Ketorolac tromethamine, a new nonsteroidal anti‐inflammatory agent of the pyrrolo‐pyrrole group, was assayed for inhibitory effects on polymorphonuclear leukocytes (PMN) in a variety of systems. Ketorolac inhibited PMN superoxide anion generation, lysozyme release, myeloperoxidase release, adherence to plastic surfaces, and chemotaxis in response to N‐formyl‐methionyl‐leucyl‐phenylalanine (fMLP) in a dose‐dependent manner. Ketorolac also inhibited phorbol myristate acetate‐stimulated adherence of PMN to bovine pulmonary artery endothelial cells.
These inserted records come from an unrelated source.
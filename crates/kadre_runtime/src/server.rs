//! Daemon endpoint: accepts local-socket clients, runs one reader and one
//! writer task per client (single-writer invariant keeps the wire ordered),
//! and serializes execution requests per client.

use std::path::PathBuf;
use std::sync::Arc;
use std::time::Duration;

use kadre_plugin_core::SessionHandle;
use kadre_scheme::Scheme;
use tokio::net::unix::OwnedWriteHalf;
use tokio::net::{UnixListener, UnixStream};
use tokio::sync::{mpsc, oneshot, watch, Mutex};
use tokio::task::{JoinHandle, JoinSet};
use tokio::time::Instant;
use uuid::Uuid;

use crate::config::DaemonConfig;
use crate::errors::ProtocolError;
use crate::exec::{ByteTx, CancelFlag, ExecIo, Executor, PIPE_CAPACITY};
use crate::locks::LockRegistry;
use crate::session::{PeerIdentity, Session};
use crate::wire::{read_frame, tags, write_frame, Frame, Opcode};

/// Long-lived daemon serving one prepared scheme to many clients.
pub struct Daemon {
    socket_path: PathBuf,
    shutdown_tx: watch::Sender<bool>,
    accept_task: Mutex<Option<JoinHandle<()>>>,
}

impl Daemon {
    /// Bind the unix socket and start accepting clients. A stale socket
    /// file at the path is removed first.
    pub async fn bind(scheme: Arc<Scheme>, config: DaemonConfig) -> Result<Self, ProtocolError> {
        let _ = std::fs::remove_file(&config.socket_path);
        let listener = UnixListener::bind(&config.socket_path)
            .map_err(|err| ProtocolError::Io(format!("bind {:?}: {err}", config.socket_path)))?;
        tracing::debug!(path = ?config.socket_path, "daemon listening");

        let (shutdown_tx, shutdown_rx) = watch::channel(false);
        let socket_path = config.socket_path.clone();
        let locks = LockRegistry::new();
        let accept_task = tokio::spawn(accept_loop(listener, scheme, config, locks, shutdown_rx));

        Ok(Self {
            socket_path,
            shutdown_tx,
            accept_task: Mutex::new(Some(accept_task)),
        })
    }

    pub fn socket_path(&self) -> &PathBuf {
        &self.socket_path
    }

    /// Stop accepting, abort live client tasks, remove the socket file.
    pub async fn shutdown(&self) {
        let _ = self.shutdown_tx.send(true);
        let task = self.accept_task.lock().await.take();
        if let Some(task) = task {
            if let Err(err) = task.await {
                tracing::warn!(error = %err, "accept loop join failed");
            }
        }
        let _ = std::fs::remove_file(&self.socket_path);
    }
}

async fn accept_loop(
    listener: UnixListener,
    scheme: Arc<Scheme>,
    config: DaemonConfig,
    locks: LockRegistry,
    mut shutdown_rx: watch::Receiver<bool>,
) {
    let mut clients = JoinSet::new();
    loop {
        tokio::select! {
            accepted = listener.accept() => match accepted {
                Ok((stream, _addr)) => {
                    let client_id = Uuid::new_v4();
                    let scheme = Arc::clone(&scheme);
                    let config = config.clone();
                    let locks = locks.clone();
                    clients.spawn(async move {
                        tracing::debug!(client = %client_id, "client connected");
                        match serve_client(stream, scheme, config, locks).await {
                            Ok(()) => tracing::debug!(client = %client_id, "client disconnected"),
                            Err(err) => {
                                tracing::warn!(client = %client_id, error = %err, "client dropped");
                            }
                        }
                    });
                }
                Err(err) => tracing::warn!(error = %err, "accept failed"),
            },
            _ = shutdown_rx.changed() => break,
        }
    }
    clients.abort_all();
    while clients.join_next().await.is_some() {}
}

struct InFlight {
    stdin_tx: ByteTx,
    cancel: CancelFlag,
    /// Resolves to the session-done flag when the pipeline finishes.
    done_rx: oneshot::Receiver<bool>,
}

async fn serve_client(
    stream: UnixStream,
    scheme: Arc<Scheme>,
    config: DaemonConfig,
    locks: LockRegistry,
) -> Result<(), ProtocolError> {
    let peer_cred = stream.peer_cred().ok();
    let (mut reader, writer) = stream.into_split();
    let (out_tx, out_rx) = mpsc::channel::<Frame>(config.write_channel_capacity);
    let writer_task = tokio::spawn(writer_loop(out_rx, writer));

    let result = client_loop(&mut reader, &out_tx, scheme, &config, locks, peer_cred).await;

    drop(out_tx);
    if let Err(err) = writer_task.await {
        tracing::warn!(error = %err, "writer task join failed");
    }
    result
}

async fn client_loop(
    reader: &mut tokio::net::unix::OwnedReadHalf,
    out_tx: &mpsc::Sender<Frame>,
    scheme: Arc<Scheme>,
    config: &DaemonConfig,
    locks: LockRegistry,
    peer_cred: Option<tokio::net::unix::UCred>,
) -> Result<(), ProtocolError> {
    let session = authenticate(reader, out_tx, scheme, config, peer_cred).await?;

    let mut in_flight: Option<InFlight> = None;
    let idle_limit = config.keepalive_interval * config.keepalive_misses.max(1);
    let mut last_seen = Instant::now();

    loop {
        let frame = tokio::select! {
            maybe = read_frame(reader) => {
                match maybe? {
                    Some(frame) => frame,
                    None => break,
                }
            }
            _ = tokio::time::sleep(config.keepalive_interval),
                if config.keepalive_interval > Duration::ZERO =>
            {
                if last_seen.elapsed() > idle_limit {
                    if let Some(flight) = &in_flight {
                        flight.cancel.cancel();
                    }
                    return Err(ProtocolError::KeepaliveTimeout);
                }
                continue;
            }
        };
        last_seen = Instant::now();
        refresh_in_flight(&mut in_flight);
        let busy = in_flight.is_some();
        let state = if busy { "waitForProcess" } else { "idle" };

        match frame.opcode {
            Opcode::Keepalive => {
                let _ = out_tx.send(Frame::new(Opcode::Keepalive)).await;
            }
            Opcode::Exit => break,
            Opcode::Cmd => {
                if busy {
                    if let Some(flight) = &in_flight {
                        flight.cancel.cancel();
                    }
                    return Err(ProtocolError::UnexpectedOpcode {
                        opcode: 'c',
                        state: state.to_owned(),
                    });
                }
                let line = frame.first_str(tags::LINE).unwrap_or("").to_owned();
                in_flight = start_exec(&session, &locks, line, out_tx.clone()).await;
            }
            Opcode::Completion => {
                let line = frame.first_str(tags::LINE).unwrap_or("");
                let _ = out_tx.send(completion_ack(&session, line)).await;
            }
            Opcode::Help => {
                let line = frame.first_str(tags::LINE).unwrap_or("");
                let _ = out_tx.send(help_ack(&session, line)).await;
            }
            Opcode::Stdin => {
                if let Some(flight) = &in_flight {
                    if let Some(chunk) = frame.first(tags::CHUNK) {
                        let _ = flight.stdin_tx.send(chunk.to_vec()).await;
                    }
                }
                // Chunks racing a just-finished pipeline are dropped.
            }
            Opcode::Notification => {
                if frame.first_str(tags::REASON) == Some("cancel") {
                    if let Some(flight) = &in_flight {
                        flight.cancel.cancel();
                    }
                }
            }
            Opcode::Auth => {
                return Err(ProtocolError::UnexpectedOpcode {
                    opcode: 'a',
                    state: state.to_owned(),
                });
            }
            other => {
                return Err(ProtocolError::UnexpectedOpcode {
                    opcode: other.as_char(),
                    state: state.to_owned(),
                });
            }
        }
    }

    if let Some(flight) = &in_flight {
        flight.cancel.cancel();
    }
    Ok(())
}

async fn authenticate(
    reader: &mut tokio::net::unix::OwnedReadHalf,
    out_tx: &mpsc::Sender<Frame>,
    scheme: Arc<Scheme>,
    config: &DaemonConfig,
    peer_cred: Option<tokio::net::unix::UCred>,
) -> Result<Session, ProtocolError> {
    let frame = read_frame(reader)
        .await?
        .ok_or(ProtocolError::ConnectionClosed)?;
    if frame.opcode != Opcode::Auth {
        return Err(ProtocolError::AuthFailed(format!(
            "first frame must be auth, got {:?}",
            frame.opcode.as_char()
        )));
    }

    // Client-supplied USER value backs the peer name when the socket
    // credential lookup cannot produce one.
    let user = frame
        .first_str(tags::USER)
        .map(str::to_owned)
        .or_else(|| std::env::var("USER").ok());

    let session = match Session::new(scheme, config.start_entry.as_deref()) {
        Ok(session) => session,
        Err(err) => {
            let _ = out_tx
                .send(Frame::new(Opcode::AuthAck).with_str(tags::ERROR, err.to_string()))
                .await;
            return Err(ProtocolError::AuthFailed(err.to_string()));
        }
    };
    session.set_dry_run(config.dry_run);
    session.set_peer(PeerIdentity {
        pid: peer_cred.as_ref().and_then(|cred| cred.pid()),
        uid: peer_cred.as_ref().map(|cred| cred.uid()),
        user: user.clone(),
    });

    let mut ack = Frame::new(Opcode::AuthAck);
    if let Some(user) = &user {
        ack = ack.with_str(tags::USER, user);
    }
    let _ = out_tx.send(ack).await;
    Ok(session)
}

/// Launch one pipeline. Returns None when the line failed to parse; the
/// failure ack has already been sent.
async fn start_exec(
    session: &Session,
    locks: &LockRegistry,
    line: String,
    out_tx: mpsc::Sender<Frame>,
) -> Option<InFlight> {
    let plan = match session.parse_for_exec(&line) {
        Ok(plan) => plan,
        Err(failure) => {
            let _ = out_tx
                .send(Frame::new(Opcode::Stderr).with_str(tags::CHUNK, format!("{failure}\n")))
                .await;
            let _ = out_tx
                .send(
                    Frame::new(Opcode::CmdAck)
                        .with_str(tags::RETCODE, "1")
                        .with_str(tags::ERROR, failure.to_string()),
                )
                .await;
            return None;
        }
    };
    let first_entry = plan.contexts()[0].entry;

    let (stdin_tx, stdin_rx) = mpsc::channel(PIPE_CAPACITY);
    let (stdout_tx, mut stdout_rx) = mpsc::channel(PIPE_CAPACITY);
    let (stderr_tx, mut stderr_rx) = mpsc::channel(PIPE_CAPACITY);
    let cancel = CancelFlag::new();
    let (done_tx, done_rx) = oneshot::channel();

    let stdout_pump = {
        let out_tx = out_tx.clone();
        tokio::spawn(async move {
            while let Some(chunk) = stdout_rx.recv().await {
                let frame = Frame::new(Opcode::Stdout).with_bytes(tags::CHUNK, chunk);
                if out_tx.send(frame).await.is_err() {
                    break;
                }
            }
        })
    };
    let stderr_pump = {
        let out_tx = out_tx.clone();
        tokio::spawn(async move {
            while let Some(chunk) = stderr_rx.recv().await {
                let frame = Frame::new(Opcode::Stderr).with_bytes(tags::CHUNK, chunk);
                if out_tx.send(frame).await.is_err() {
                    break;
                }
            }
        })
    };

    let exec_session = session.clone();
    let exec_cancel = cancel.clone();
    let locks = locks.clone();
    tokio::spawn(async move {
        let executor = Executor::new(exec_session.handle(), locks);
        let io = ExecIo {
            stdin: stdin_rx,
            stdout: stdout_tx,
            stderr: stderr_tx,
        };
        let outcome = executor.run(plan, io, exec_cancel).await;

        // All stdout/stderr chunks reach the writer queue before the ack:
        // the pumps drain to completion first.
        let _ = stdout_pump.await;
        let _ = stderr_pump.await;

        exec_session.apply_restore(first_entry);
        exec_session.run_log(&line, outcome.status());
        let done = exec_session.done();

        let mut ack =
            Frame::new(Opcode::CmdAck).with_str(tags::RETCODE, outcome.status().to_string());
        if outcome.cancelled {
            ack = ack.with_str(tags::CANCELLED, "1");
        }
        if done {
            ack = ack.with_str(tags::DONE, "1");
        }
        let _ = out_tx.send(ack).await;
        if done {
            let _ = out_tx.send(Frame::new(Opcode::Exit)).await;
        }
        let _ = done_tx.send(done);
    });

    Some(InFlight {
        stdin_tx,
        cancel,
        done_rx,
    })
}

fn refresh_in_flight(in_flight: &mut Option<InFlight>) {
    if let Some(flight) = in_flight {
        match flight.done_rx.try_recv() {
            Ok(_) | Err(oneshot::error::TryRecvError::Closed) => *in_flight = None,
            Err(oneshot::error::TryRecvError::Empty) => {}
        }
    }
}

fn completion_ack(session: &Session, line: &str) -> Frame {
    match session.parse_for_completion(line) {
        Ok(pargv) => {
            let set = session.resolve_completions(&pargv);
            let mut frame =
                Frame::new(Opcode::CompletionAck).with_str(tags::PREFIX, set.prefix);
            for candidate in set.candidates {
                frame = frame.with_str(tags::CANDIDATE, candidate);
            }
            frame
        }
        Err(failure) => {
            Frame::new(Opcode::CompletionAck).with_str(tags::ERROR, failure.to_string())
        }
    }
}

fn help_ack(session: &Session, line: &str) -> Frame {
    match session.parse_for_help(line) {
        Ok(pargv) => {
            let mut frame = Frame::new(Opcode::HelpAck);
            for (name, text) in session.resolve_help(&pargv) {
                frame = frame
                    .with_str(tags::HELP_NAME, name)
                    .with_str(tags::HELP_TEXT, text);
            }
            frame
        }
        Err(failure) => Frame::new(Opcode::HelpAck).with_str(tags::ERROR, failure.to_string()),
    }
}

async fn writer_loop(mut rx: mpsc::Receiver<Frame>, mut writer: OwnedWriteHalf) {
    while let Some(frame) = rx.recv().await {
        if let Err(err) = write_frame(&mut writer, &frame).await {
            tracing::debug!(error = %err, "writer loop ended");
            break;
        }
    }
    use tokio::io::AsyncWriteExt;
    let _ = writer.shutdown().await;
}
The drug inhibited lysozyme and myeloperoxidase release by PMN in response to C5a but failed to inhibit C5a stimulation of PMN in any of the other assays. Levels of ketorolac required to inhibit PMN function in most systems were in the range of 0.2 to 1.0 mg/ml, but chemotaxis to fMLP was inhibited by concentrations of ketorolac as low as 1 μg/ml. Ketorolac, currently the only nonsteroidal anti‐inflammatory drug available in a parenteral form may have therapeutic usefulness in a variety of conditions thought to be mediated in part by PMN, including sepsis.